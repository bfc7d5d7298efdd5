//! # State store
//!
//! Owns the single [`SystemState`], serialises mutation, persists every change
//! atomically and fans the change out to subscribers. Reads are lock-free:
//! `get` hands out the current `Arc` snapshot. Two subscription mechanisms
//! exist: synchronous callbacks receiving `(old, new)` in registration order,
//! and a watch channel for task subscribers (websocket, display, mdns) which
//! observe a totally ordered sequence of snapshots.

use std::panic::{catch_unwind, AssertUnwindSafe};
use std::path::{Path, PathBuf};
use std::sync::atomic::{AtomicU64, Ordering};
use std::sync::{Arc, Mutex, RwLock};

use chrono::Utc;
use log::{debug, error, warn};
use tokio::sync::watch;
use uuid::Uuid;

use crate::errors::ProvisionError;
use crate::state::{ConnectionState, ErrorInfo, SystemState, TunnelProvider};

pub type ChangeCallback = Box<dyn Fn(&SystemState, &SystemState) + Send + Sync>;

/// Handle returned by [`StateStore::on_change`], used to unregister.
#[derive(Debug, Clone, Copy, PartialEq, Eq)]
pub struct CallbackId(u64);

/// A partial update. `None` fields keep their current value; the nested
/// `Option`s allow explicitly clearing an optional field.
#[derive(Debug, Default)]
pub struct StatePatch {
    pub connection_state: Option<ConnectionState>,
    pub ssid: Option<String>,
    pub ip_address: Option<String>,
    pub signal_dbm: Option<Option<i32>>,
    pub ap_password: Option<String>,
    pub tunnel_url: Option<Option<String>>,
    pub tunnel_provider: Option<TunnelProvider>,
    pub error: Option<Option<ErrorInfo>>,
    pub session_id: Option<Uuid>,
}

impl StatePatch {
    pub fn state(state: ConnectionState) -> Self {
        StatePatch { connection_state: Some(state), ..Default::default() }
    }

    fn apply(self, base: &SystemState) -> SystemState {
        let mut next = base.clone();
        if let Some(v) = self.connection_state {
            next.connection_state = v;
        }
        if let Some(v) = self.ssid {
            next.ssid = v;
        }
        if let Some(v) = self.ip_address {
            next.ip_address = v;
        }
        if let Some(v) = self.signal_dbm {
            next.signal_dbm = v;
        }
        if let Some(v) = self.ap_password {
            next.ap_password = v;
        }
        if let Some(v) = self.tunnel_url {
            next.tunnel_url = v;
        }
        if let Some(v) = self.tunnel_provider {
            next.tunnel_provider = v;
        }
        if let Some(v) = self.error {
            next.error = v;
        }
        if let Some(v) = self.session_id {
            next.session_id = v;
        }
        next.updated_at = Utc::now();
        next
    }
}

pub struct StateStore {
    current: RwLock<Arc<SystemState>>,
    /// Serialises update + persist + callback pass
    write_lock: tokio::sync::Mutex<()>,
    callbacks: Mutex<Vec<(CallbackId, ChangeCallback)>>,
    next_callback_id: AtomicU64,
    watch_tx: watch::Sender<Arc<SystemState>>,
    path: PathBuf,
}

impl StateStore {
    /// Build the store from the persisted snapshot, or from defaults when the
    /// file is missing or unreadable. Secrets are never on disk, so a loaded
    /// snapshot always has an empty `ap_password`.
    pub fn load(path: &Path) -> Self {
        let initial = match std::fs::read_to_string(path) {
            Ok(raw) => match serde_json::from_str::<SystemState>(&raw) {
                Ok(state) => {
                    debug!("Loaded persisted state from {}", path.display());
                    state
                },
                Err(e) => {
                    warn!("Discarding unreadable state file {}: {}", path.display(), e);
                    SystemState::default()
                },
            },
            Err(_) => SystemState::default(),
        };

        let initial = Arc::new(initial);
        let (watch_tx, _) = watch::channel(initial.clone());
        StateStore {
            current: RwLock::new(initial),
            write_lock: tokio::sync::Mutex::new(()),
            callbacks: Mutex::new(Vec::new()),
            next_callback_id: AtomicU64::new(1),
            watch_tx,
            path: path.to_owned(),
        }
    }

    /// Cheap snapshot of the current state.
    pub fn get(&self) -> Arc<SystemState> {
        self.current.read().expect("state store read lock").clone()
    }

    /// Atomically merge `patch`, persist the result, then notify subscribers.
    ///
    /// Callbacks run in registration order; a panicking callback is isolated
    /// and does not prevent the others or roll the state back. The watch
    /// channel is updated last so task subscribers observe the same total
    /// order as the callback pass.
    pub async fn update(&self, patch: StatePatch) -> Result<Arc<SystemState>, ProvisionError> {
        let _guard = self.write_lock.lock().await;

        let old = self.get();
        let new = Arc::new(patch.apply(&old));

        self.persist(&new).await?;
        *self.current.write().expect("state store write lock") = new.clone();

        {
            let callbacks = self.callbacks.lock().expect("state store callback lock");
            for (id, callback) in callbacks.iter() {
                let result = catch_unwind(AssertUnwindSafe(|| callback(&old, &new)));
                if result.is_err() {
                    error!("State change callback {:?} panicked; continuing", id);
                }
            }
        }

        let _ = self.watch_tx.send(new.clone());
        Ok(new)
    }

    /// Register a synchronous change callback. Returns a handle for
    /// [`off_change`](Self::off_change).
    pub fn on_change(&self, callback: ChangeCallback) -> CallbackId {
        let id = CallbackId(self.next_callback_id.fetch_add(1, Ordering::Relaxed));
        self.callbacks.lock().expect("state store callback lock").push((id, callback));
        id
    }

    pub fn off_change(&self, id: CallbackId) {
        self.callbacks
            .lock()
            .expect("state store callback lock")
            .retain(|(existing, _)| *existing != id);
    }

    /// Watch channel for task subscribers. The receiver yields the current
    /// snapshot immediately and every later one in order.
    pub fn subscribe(&self) -> watch::Receiver<Arc<SystemState>> {
        self.watch_tx.subscribe()
    }

    /// Write the snapshot to a temp file on the same filesystem, then rename
    /// into place. Rename is atomic on POSIX, so readers never observe a
    /// partial file.
    async fn persist(&self, state: &SystemState) -> Result<(), ProvisionError> {
        if let Some(parent) = self.path.parent() {
            tokio::fs::create_dir_all(parent)
                .await
                .map_err(|e| ProvisionError::IO(e, "create state dir"))?;
        }
        let tmp = self.path.with_extension("json.tmp");
        let payload = serde_json::to_vec_pretty(state)?;
        tokio::fs::write(&tmp, payload)
            .await
            .map_err(|e| ProvisionError::IO(e, "write state temp file"))?;
        tokio::fs::rename(&tmp, &self.path)
            .await
            .map_err(|e| ProvisionError::IO(e, "rename state file"))?;
        Ok(())
    }
}
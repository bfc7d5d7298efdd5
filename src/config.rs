//! The service configuration is defined in this module. Every knob is an
//! environment variable with the `APP_` prefix and has a command line spelling
//! as well; invalid values abort startup.

use std::net::Ipv4Addr;
use std::path::PathBuf;
use std::str::FromStr;
use structopt::StructOpt;

use crate::errors::ProvisionError;

/// Which tunnel provider to try first when the device comes online.
#[derive(Debug, Clone, Copy, PartialEq, Eq)]
pub enum TunnelProviderKind {
    Managed,
    Ssh,
}

impl FromStr for TunnelProviderKind {
    type Err = String;

    fn from_str(s: &str) -> Result<Self, Self::Err> {
        match s {
            "managed" => Ok(TunnelProviderKind::Managed),
            "ssh" => Ok(TunnelProviderKind::Ssh),
            other => Err(format!("expected 'managed' or 'ssh', got '{}'", other)),
        }
    }
}

#[derive(StructOpt, Debug, Clone)]
pub struct Config {
    /// Literal prefix for the setup access point SSID
    #[structopt(long = "ap-ssid-prefix", default_value = "Distiller", env = "APP_AP_SSID_PREFIX")]
    pub ap_ssid_prefix: String,

    /// IPv4 address assigned to the access point interface
    #[structopt(long = "ap-ip", default_value = "192.168.4.1", env = "APP_AP_IP")]
    pub ap_ip: Ipv4Addr,

    /// 2.4 GHz channel for the access point (1-11)
    #[structopt(long = "ap-channel", default_value = "6", env = "APP_AP_CHANNEL")]
    pub ap_channel: u8,

    /// Bind address of the web server
    #[structopt(long = "web-host", default_value = "0.0.0.0", env = "APP_WEB_HOST")]
    pub web_host: Ipv4Addr,

    /// Listening port of the web server
    #[structopt(long = "web-port", default_value = "8080", env = "APP_WEB_PORT")]
    pub web_port: u16,

    /// Directory for the state and identity files
    #[structopt(
        parse(from_os_str),
        long = "state-dir",
        default_value = "/var/lib/wifi-provision",
        env = "APP_STATE_DIR"
    )]
    pub state_dir: PathBuf,

    /// Wildcard DNS + http redirect while the access point is up
    #[structopt(
        long = "enable-captive-portal",
        default_value = "true",
        env = "APP_ENABLE_CAPTIVE_PORTAL",
        parse(try_from_str)
    )]
    pub enable_captive_portal: bool,

    /// Remote-access tunnel while connected
    #[structopt(
        long = "tunnel-enabled",
        default_value = "true",
        env = "APP_TUNNEL_ENABLED",
        parse(try_from_str)
    )]
    pub tunnel_enabled: bool,

    /// Tunnel provider tried first: 'managed' or 'ssh'
    #[structopt(
        long = "tunnel-provider-primary",
        default_value = "managed",
        env = "APP_TUNNEL_PROVIDER_PRIMARY"
    )]
    pub tunnel_provider_primary: TunnelProviderKind,

    /// SSH relay host for the fallback tunnel
    #[structopt(long = "tunnel-ssh-host", default_value = "a.pinggy.io", env = "APP_TUNNEL_SSH_HOST")]
    pub tunnel_ssh_host: String,

    /// SSH relay port for the fallback tunnel
    #[structopt(long = "tunnel-ssh-port", default_value = "443", env = "APP_TUNNEL_SSH_PORT")]
    pub tunnel_ssh_port: u16,

    /// Access token extending the ssh tunnel lifetime, if any
    #[structopt(long = "tunnel-access-token", default_value = "", env = "APP_TUNNEL_ACCESS_TOKEN")]
    pub tunnel_access_token: String,

    /// Seconds between tunnel refreshes (should stay below the tunnel lifetime)
    #[structopt(
        long = "tunnel-refresh-interval-s",
        default_value = "3300",
        env = "APP_TUNNEL_REFRESH_INTERVAL_S"
    )]
    pub tunnel_refresh_interval_s: u64,

    /// Verbose logging
    #[structopt(long, default_value = "false", env = "APP_DEBUG", parse(try_from_str))]
    pub debug: bool,
}

impl Config {
    /// Range checks that the type system cannot express. Called once at boot;
    /// a failure here is a configuration error (exit code 2).
    pub fn validate(&self) -> Result<(), ProvisionError> {
        if !(1..=11).contains(&self.ap_channel) {
            return Err(ProvisionError::Generic(format!(
                "AP_CHANNEL must be a 2.4 GHz channel between 1 and 11, got {}",
                self.ap_channel
            )));
        }
        if self.tunnel_refresh_interval_s == 0 {
            return Err(ProvisionError::Generic(
                "TUNNEL_REFRESH_INTERVAL_S must be non-zero".to_owned(),
            ));
        }
        Ok(())
    }

    /// Path of the persisted system state snapshot.
    pub fn state_file(&self) -> PathBuf {
        self.state_dir.join("state.json")
    }

    /// Path of the persisted device identity.
    pub fn identity_file(&self) -> PathBuf {
        self.state_dir.join("device.json")
    }
}

#[cfg(test)]
impl Default for Config {
    /// Test fixture with the documented defaults and a relative state dir.
    fn default() -> Self {
        Config {
            ap_ssid_prefix: "Distiller".to_owned(),
            ap_ip: Ipv4Addr::new(192, 168, 4, 1),
            ap_channel: 6,
            web_host: Ipv4Addr::new(0, 0, 0, 0),
            web_port: 8080,
            state_dir: PathBuf::from("state"),
            enable_captive_portal: true,
            tunnel_enabled: true,
            tunnel_provider_primary: TunnelProviderKind::Managed,
            tunnel_ssh_host: "a.pinggy.io".to_owned(),
            tunnel_ssh_port: 443,
            tunnel_access_token: String::new(),
            tunnel_refresh_interval_s: 3300,
            debug: false,
        }
    }
}
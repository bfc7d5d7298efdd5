//! Hand-written zbus proxies for the NetworkManager interfaces this service
//! uses. Numeric daemon states arrive as raw `u32` and are converted through
//! the `From<u32>` impls below, so unknown values degrade to `Unknown` instead
//! of failing deserialisation.

use std::collections::HashMap;

use log::warn;
use zbus::proxy;
use zbus::zvariant::{ObjectPath, OwnedObjectPath, OwnedValue, Value};

/// Flag for `NetworkManager.Reload`: re-read DNS configuration (drop-ins
/// included) without a full daemon restart.
pub const NM_RELOAD_DNS: u32 = 0x02;

#[proxy(
    interface = "org.freedesktop.NetworkManager",
    default_service = "org.freedesktop.NetworkManager",
    default_path = "/org/freedesktop/NetworkManager"
)]
pub trait NetworkManager {
    /// The list of realized network devices.
    fn get_devices(&self) -> zbus::Result<Vec<OwnedObjectPath>>;

    /// Activate a connection using the supplied device.
    fn activate_connection(
        &self,
        connection: ObjectPath<'_>,
        device: ObjectPath<'_>,
        specific_object: ObjectPath<'_>,
    ) -> zbus::Result<OwnedObjectPath>;

    /// Deactivate an active connection.
    fn deactivate_connection(&self, active_connection: ObjectPath<'_>) -> zbus::Result<()>;

    /// Control whether overall networking is enabled.
    fn enable(&self, enable: bool) -> zbus::Result<()>;

    /// Re-read configuration. `flags` selects what to reload; see
    /// [`NM_RELOAD_DNS`].
    fn reload(&self, flags: u32) -> zbus::Result<()>;

    /// Re-run the connectivity check and return the result.
    fn check_connectivity(&self) -> zbus::Result<u32>;

    #[zbus(property)]
    fn networking_enabled(&self) -> zbus::Result<bool>;

    #[zbus(property)]
    fn wireless_enabled(&self) -> zbus::Result<bool>;

    #[zbus(property)]
    fn set_wireless_enabled(&self, enabled: bool) -> zbus::Result<()>;

    #[zbus(property)]
    fn active_connections(&self) -> zbus::Result<Vec<OwnedObjectPath>>;

    /// Overall daemon state transition. Values map through [`DaemonState`].
    #[zbus(signal)]
    fn state_changed(&self, state: u32) -> zbus::Result<()>;
}

/// Wrapped in its own module so the macro-generated `StateChanged`
/// signal types (stream/args) don't collide in the type namespace with
/// the identically-named ones generated for `NetworkManager::state_changed`
/// above.
mod device {
    use super::*;

    #[proxy(
        interface = "org.freedesktop.NetworkManager.Device",
        default_service = "org.freedesktop.NetworkManager"
    )]
    pub trait Device {
        /// Disconnect and block autoconnect until the next manual activation.
        fn disconnect(&self) -> zbus::Result<()>;

        #[zbus(property)]
        fn device_type(&self) -> zbus::Result<u32>;

        #[zbus(property)]
        fn interface(&self) -> zbus::Result<String>;

        #[zbus(property)]
        fn state(&self) -> zbus::Result<u32>;

        #[zbus(property)]
        fn ip4_config(&self) -> zbus::Result<OwnedObjectPath>;

        /// Named apart from the `State` property stream, which would otherwise
        /// claim the generated `receive_state_changed`.
        #[zbus(signal, name = "StateChanged")]
        fn device_state_changed(&self, new_state: u32, old_state: u32, reason: u32)
            -> zbus::Result<()>;
    }
}

pub use device::DeviceProxy;

#[proxy(
    interface = "org.freedesktop.NetworkManager.Device.Wireless",
    default_service = "org.freedesktop.NetworkManager"
)]
pub trait WirelessDevice {
    fn request_scan(&self, options: HashMap<String, OwnedValue>) -> zbus::Result<()>;

    #[zbus(property)]
    fn access_points(&self) -> zbus::Result<Vec<OwnedObjectPath>>;

    #[zbus(property)]
    fn active_access_point(&self) -> zbus::Result<OwnedObjectPath>;

    /// Timestamp (CLOCK_BOOTTIME ms) of the last completed scan, -1 if never.
    #[zbus(property)]
    fn last_scan(&self) -> zbus::Result<i64>;
}

#[proxy(
    interface = "org.freedesktop.NetworkManager.AccessPoint",
    default_service = "org.freedesktop.NetworkManager"
)]
pub trait AccessPoint {
    #[zbus(property)]
    fn ssid(&self) -> zbus::Result<Vec<u8>>;

    #[zbus(property)]
    fn strength(&self) -> zbus::Result<u8>;

    #[zbus(property)]
    fn hw_address(&self) -> zbus::Result<String>;

    #[zbus(property)]
    fn flags(&self) -> zbus::Result<u32>;

    #[zbus(property)]
    fn wpa_flags(&self) -> zbus::Result<u32>;

    #[zbus(property)]
    fn rsn_flags(&self) -> zbus::Result<u32>;
}

#[proxy(
    interface = "org.freedesktop.NetworkManager.Settings",
    default_service = "org.freedesktop.NetworkManager",
    default_path = "/org/freedesktop/NetworkManager/Settings"
)]
pub trait Settings {
    fn list_connections(&self) -> zbus::Result<Vec<OwnedObjectPath>>;

    fn add_connection(
        &self,
        connection: HashMap<&str, HashMap<&str, Value<'_>>>,
    ) -> zbus::Result<OwnedObjectPath>;

    fn get_connection_by_uuid(&self, uuid: &str) -> zbus::Result<OwnedObjectPath>;
}

#[proxy(
    interface = "org.freedesktop.NetworkManager.Settings.Connection",
    default_service = "org.freedesktop.NetworkManager"
)]
pub trait SettingsConnection {
    fn delete(&self) -> zbus::Result<()>;

    /// Settings maps, secrets excluded.
    fn get_settings(&self) -> zbus::Result<HashMap<String, HashMap<String, OwnedValue>>>;

    fn update(&self, properties: HashMap<&str, HashMap<&str, Value<'_>>>) -> zbus::Result<()>;

    /// Backing keyfile of this profile, empty for in-memory profiles.
    #[zbus(property)]
    fn filename(&self) -> zbus::Result<String>;
}

#[proxy(
    interface = "org.freedesktop.NetworkManager.Connection.Active",
    default_service = "org.freedesktop.NetworkManager"
)]
pub trait ActiveConnection {
    #[zbus(property)]
    fn id(&self) -> zbus::Result<String>;

    #[zbus(property)]
    fn uuid(&self) -> zbus::Result<String>;

    #[zbus(property)]
    fn state(&self) -> zbus::Result<u32>;

    #[zbus(property)]
    fn connection(&self) -> zbus::Result<OwnedObjectPath>;
}

#[proxy(
    interface = "org.freedesktop.NetworkManager.IP4Config",
    default_service = "org.freedesktop.NetworkManager"
)]
pub trait Ip4Config {
    #[zbus(property)]
    fn address_data(&self) -> zbus::Result<Vec<HashMap<String, OwnedValue>>>;
}

/// The general type of a network device.
pub const NM_DEVICE_TYPE_WIFI: u32 = 2;

/// Overall daemon state, reduced to what the provisioning logic reacts to.
#[derive(Debug, Clone, Copy, PartialEq, Eq)]
pub enum DaemonState {
    Unknown,
    Asleep,
    Disconnected,
    Disconnecting,
    Connecting,
    Connected,
}

impl From<u32> for DaemonState {
    fn from(state: u32) -> Self {
        match state {
            10 => DaemonState::Asleep,
            20 => DaemonState::Disconnected,
            30 => DaemonState::Disconnecting,
            40 => DaemonState::Connecting,
            50 | 60 | 70 => DaemonState::Connected,
            0 => DaemonState::Unknown,
            other => {
                warn!("Undefined network daemon state: {}", other);
                DaemonState::Unknown
            },
        }
    }
}

/// Per-device state.
#[derive(Debug, Clone, Copy, PartialEq, Eq)]
pub enum DeviceState {
    Unknown,
    Unmanaged,
    Unavailable,
    Disconnected,
    Preparing,
    NeedAuth,
    IpConfig,
    Activated,
    Deactivating,
    Failed,
}

impl From<u32> for DeviceState {
    fn from(state: u32) -> Self {
        match state {
            10 => DeviceState::Unmanaged,
            20 => DeviceState::Unavailable,
            30 => DeviceState::Disconnected,
            40 | 50 => DeviceState::Preparing,
            60 => DeviceState::NeedAuth,
            70 | 80 | 90 => DeviceState::IpConfig,
            100 => DeviceState::Activated,
            110 => DeviceState::Deactivating,
            120 => DeviceState::Failed,
            0 => DeviceState::Unknown,
            other => {
                warn!("Undefined device state: {}", other);
                DeviceState::Unknown
            },
        }
    }
}

/// State of an active connection object.
#[derive(Debug, Clone, Copy, PartialEq, Eq)]
pub enum ActiveState {
    Unknown,
    Activating,
    Activated,
    Deactivating,
    Deactivated,
}

impl From<u32> for ActiveState {
    fn from(state: u32) -> Self {
        match state {
            1 => ActiveState::Activating,
            2 => ActiveState::Activated,
            3 => ActiveState::Deactivating,
            4 => ActiveState::Deactivated,
            0 => ActiveState::Unknown,
            other => {
                warn!("Undefined active connection state: {}", other);
                ActiveState::Unknown
            },
        }
    }
}

// Device state-change reasons relevant for classifying failed attempts.
pub const REASON_NO_SECRETS: u32 = 7;
pub const REASON_SUPPLICANT_DISCONNECT: u32 = 8;
pub const REASON_SUPPLICANT_CONFIG_FAILED: u32 = 9;
pub const REASON_SUPPLICANT_FAILED: u32 = 10;
pub const REASON_SUPPLICANT_TIMEOUT: u32 = 11;
pub const REASON_IP_CONFIG_UNAVAILABLE: u32 = 5;
pub const REASON_IP_CONFIG_EXPIRED: u32 = 6;
pub const REASON_DHCP_START_FAILED: u32 = 15;
pub const REASON_DHCP_ERROR: u32 = 16;
pub const REASON_DHCP_FAILED: u32 = 17;
pub const REASON_SSID_NOT_FOUND: u32 = 53;

// 802.11 access point security flag bits (Flags / WpaFlags / RsnFlags).
pub const AP_FLAG_PRIVACY: u32 = 0x1;
pub const AP_SEC_KEY_MGMT_SAE: u32 = 0x400;

#[cfg(test)]
mod tests {
    use super::*;

    #[test]
    fn unknown_codes_degrade_to_unknown() {
        assert_eq!(DaemonState::from(65), DaemonState::Unknown);
        assert_eq!(DeviceState::from(130), DeviceState::Unknown);
        assert_eq!(ActiveState::from(9), ActiveState::Unknown);
    }

    #[test]
    fn connected_band_collapses() {
        assert_eq!(DaemonState::from(50), DaemonState::Connected);
        assert_eq!(DaemonState::from(70), DaemonState::Connected);
    }
}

____________

Within the data above, how many lines contain the word "below"? Write only the number.

• Exercise output: 2